About this exercise -
Set down a word-for-word copy of the data below, limited to the lines from the first through the line with "file is written".

Collected data -
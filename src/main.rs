// vodgrab: download a video on demand from its DASH master.mpd manifest
//
// Run with `vodgrab 201234567 my-lecture`
//

use std::path::PathBuf;
use std::process::ExitCode;
use std::sync::Arc;
use std::time::Duration;
use clap::Parser;
use indicatif::{ProgressBar, ProgressStyle};
use tracing::debug;
use vodgrab::fetch::{AUDIO_CHUNK_SEGMENTS, DEFAULT_BASE_URL, MAX_REQUEST_BYTES, VIDEO_CHUNK_SEGMENTS};
use vodgrab::{http_client, manifest_url, output_path, Coalescing, Downloader, ProgressObserver, VodgrabError};


#[derive(Parser, Debug)]
#[command(author, version, about = "Download a video from its DASH master.mpd manifest", long_about = None)]
struct Cli {
    /// Identifier of the video. The manifest is fetched from <BASE_URL>/<VIDEO_ID>/master.mpd
    video_id: String,

    /// Name of the output file, without extension (defaults to the video identifier)
    name: Option<String>,

    /// Host serving the manifests
    #[arg(long, env = "VODGRAB_BASE_URL", default_value = DEFAULT_BASE_URL)]
    base_url: String,

    /// Value of the Referer header sent with every request (defaults to the base URL)
    #[arg(long, env = "VODGRAB_REFERER")]
    referer: Option<String>,

    /// Location of the ffmpeg binary, if not in PATH
    #[arg(long, env = "VODGRAB_FFMPEG")]
    ffmpeg: Option<String>,

    /// Directory in which the output file is written
    #[arg(short, long, default_value = ".")]
    output_dir: PathBuf,

    /// Directory for the temporary stream files (defaults to the system temporary directory)
    #[arg(long)]
    tmp_dir: Option<PathBuf>,

    /// Seconds to wait for a connection, or for more data while reading a response
    #[arg(long, default_value_t = 30)]
    timeout: u64,

    /// Number of segment requests kept in flight at once
    #[arg(long, default_value_t = 1, value_parser = clap::value_parser!(u16).range(1..=64))]
    concurrency: u16,

    /// Fetch every segment with its own request, even for contiguous byte ranges
    #[arg(long)]
    no_coalesce: bool,

    /// Maximum number of video segments merged into one range request
    #[arg(long, default_value_t = VIDEO_CHUNK_SEGMENTS)]
    video_chunk_segments: usize,

    /// Maximum number of audio segments merged into one range request
    #[arg(long, default_value_t = AUDIO_CHUNK_SEGMENTS)]
    audio_chunk_segments: usize,

    /// Maximum size in octets of one merged range request
    #[arg(long, default_value_t = MAX_REQUEST_BYTES)]
    max_request_bytes: u64,

    /// Increase logging verbosity (-v for debug, -vv for trace)
    #[arg(short, long, action = clap::ArgAction::Count)]
    verbose: u8,

    /// Only log errors, and do not display a progress bar
    #[arg(short, long, conflicts_with = "verbose")]
    quiet: bool,
}


struct DownloadProgressBar {
    bar: ProgressBar,
}

impl DownloadProgressBar {
    fn new() -> Self {
        let bar = ProgressBar::new(100);
        let style = ProgressStyle::with_template("{bar:40.cyan/blue} {pos:>3}% {msg}")
            .unwrap_or_else(|_| ProgressStyle::default_bar());
        bar.set_style(style);
        Self { bar }
    }
}

impl ProgressObserver for DownloadProgressBar {
    fn update(&self, percent: u32, message: &str) {
        if percent <= 100 {
            self.bar.set_position(percent.into());
            self.bar.set_message(message.to_string());
        }
        if percent == 100 {
            self.bar.finish();
        }
    }
}


fn setup_logging(verbose: u8, quiet: bool) {
    use tracing_subscriber::{EnvFilter, fmt, fmt::time::LocalTime, prelude::*};
    use time::macros::format_description;

    let level = if quiet {
        "error"
    } else {
        match verbose {
            0 => "info",
            1 => "debug",
            _ => "trace",
        }
    };
    let timer = LocalTime::new(format_description!("[hour]:[minute]:[second]"));
    let fmt_layer = fmt::layer()
        .compact()
        .with_timer(timer)
        .with_target(false)
        .with_writer(std::io::stderr);
    let filter_layer = EnvFilter::try_from_default_env()
        .or_else(|_| EnvFilter::try_new(format!("{level},reqwest=warn,hyper=warn,hyper_util=warn,h2=warn")))
        .unwrap_or_else(|_| EnvFilter::new("info"));
    tracing_subscriber::registry()
        .with(filter_layer)
        .with(fmt_layer)
        .init();
}


async fn run(cli: Cli, progress: Option<Arc<DownloadProgressBar>>) -> Result<PathBuf, VodgrabError> {
    let url = manifest_url(&cli.base_url, &cli.video_id)?;
    let client = http_client(Duration::from_secs(cli.timeout))?;
    let referer = cli.referer.clone().unwrap_or_else(|| cli.base_url.clone());
    let out = output_path(&cli.output_dir, cli.name.as_deref().unwrap_or(&cli.video_id));
    debug!("Downloading {url} to {}", out.display());
    let mut dl = Downloader::new(url.as_str())
        .with_http_client(client)
        .with_referer(&referer)
        .concurrent_fetches(cli.concurrency.into());
    if let Some(ffmpeg) = &cli.ffmpeg {
        dl = dl.with_ffmpeg(ffmpeg);
    }
    if let Some(tmp_dir) = cli.tmp_dir {
        dl = dl.with_tmp_dir(tmp_dir);
    }
    dl = if cli.no_coalesce {
        dl.without_segment_coalescing()
    } else {
        dl.with_segment_coalescing(Coalescing {
            video_segments: cli.video_chunk_segments,
            audio_segments: cli.audio_chunk_segments,
            max_bytes: cli.max_request_bytes,
        })
    };
    if let Some(pb) = progress {
        dl = dl.add_progress_observer(pb);
    }
    dl.download_to(out).await
}

#[tokio::main]
async fn main() -> ExitCode {
    let cli = Cli::parse();
    setup_logging(cli.verbose, cli.quiet);
    let progress = (!cli.quiet).then(|| Arc::new(DownloadProgressBar::new()));
    match run(cli, progress.clone()).await {
        Ok(path) => {
            println!("Downloaded to {}", path.display());
            ExitCode::SUCCESS
        },
        Err(e) => {
            if let Some(pb) = progress {
                pb.bar.abandon();
            }
            eprintln!("Error: {e}");
            ExitCode::FAILURE
        },
    }
}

Solved exercise -
filename src/main.rs
// vodgrab: download a video on demand from its DASH master.mpd manifest
//
// Run with `vodgrab 201234567 my-lecture`
//

use std::path::PathBuf;
use std::process::ExitCode;
use std::sync::Arc;
use std::time::Duration;
use clap::Parser;
use indicatif::{ProgressBar, ProgressStyle};
use tracing::debug;
use vodgrab::fetch::{AUDIO_CHUNK_SEGMENTS, DEFAULT_BASE_URL, MAX_REQUEST_BYTES, VIDEO_CHUNK_SEGMENTS};
use vodgrab::{http_client, manifest_url, output_path, Coalescing, Downloader, ProgressObserver, VodgrabError};


#[derive(Parser, Debug)]
#[command(author, version, about = "Download a video from its DASH master.mpd manifest", long_about = None)]
struct Cli {
    /// Identifier of the video. The manifest is fetched from <BASE_URL>/<VIDEO_ID>/master.mpd
    video_id: String,

    /// Name of the output file, without extension (defaults to the video identifier)
    name: Option<String>,

    /// Host serving the manifests
    #[arg(long, env = "VODGRAB_BASE_URL", default_value = DEFAULT_BASE_URL)]
    base_url: String,

    /// Value of the Referer header sent with every request (defaults to the base URL)
    #[arg(long, env = "VODGRAB_REFERER")]
    referer: Option<String>,

    /// Location of the ffmpeg binary, if not in PATH
    #[arg(long, env = "VODGRAB_FFMPEG")]
    ffmpeg: Option<String>,

    /// Directory in which the output file is written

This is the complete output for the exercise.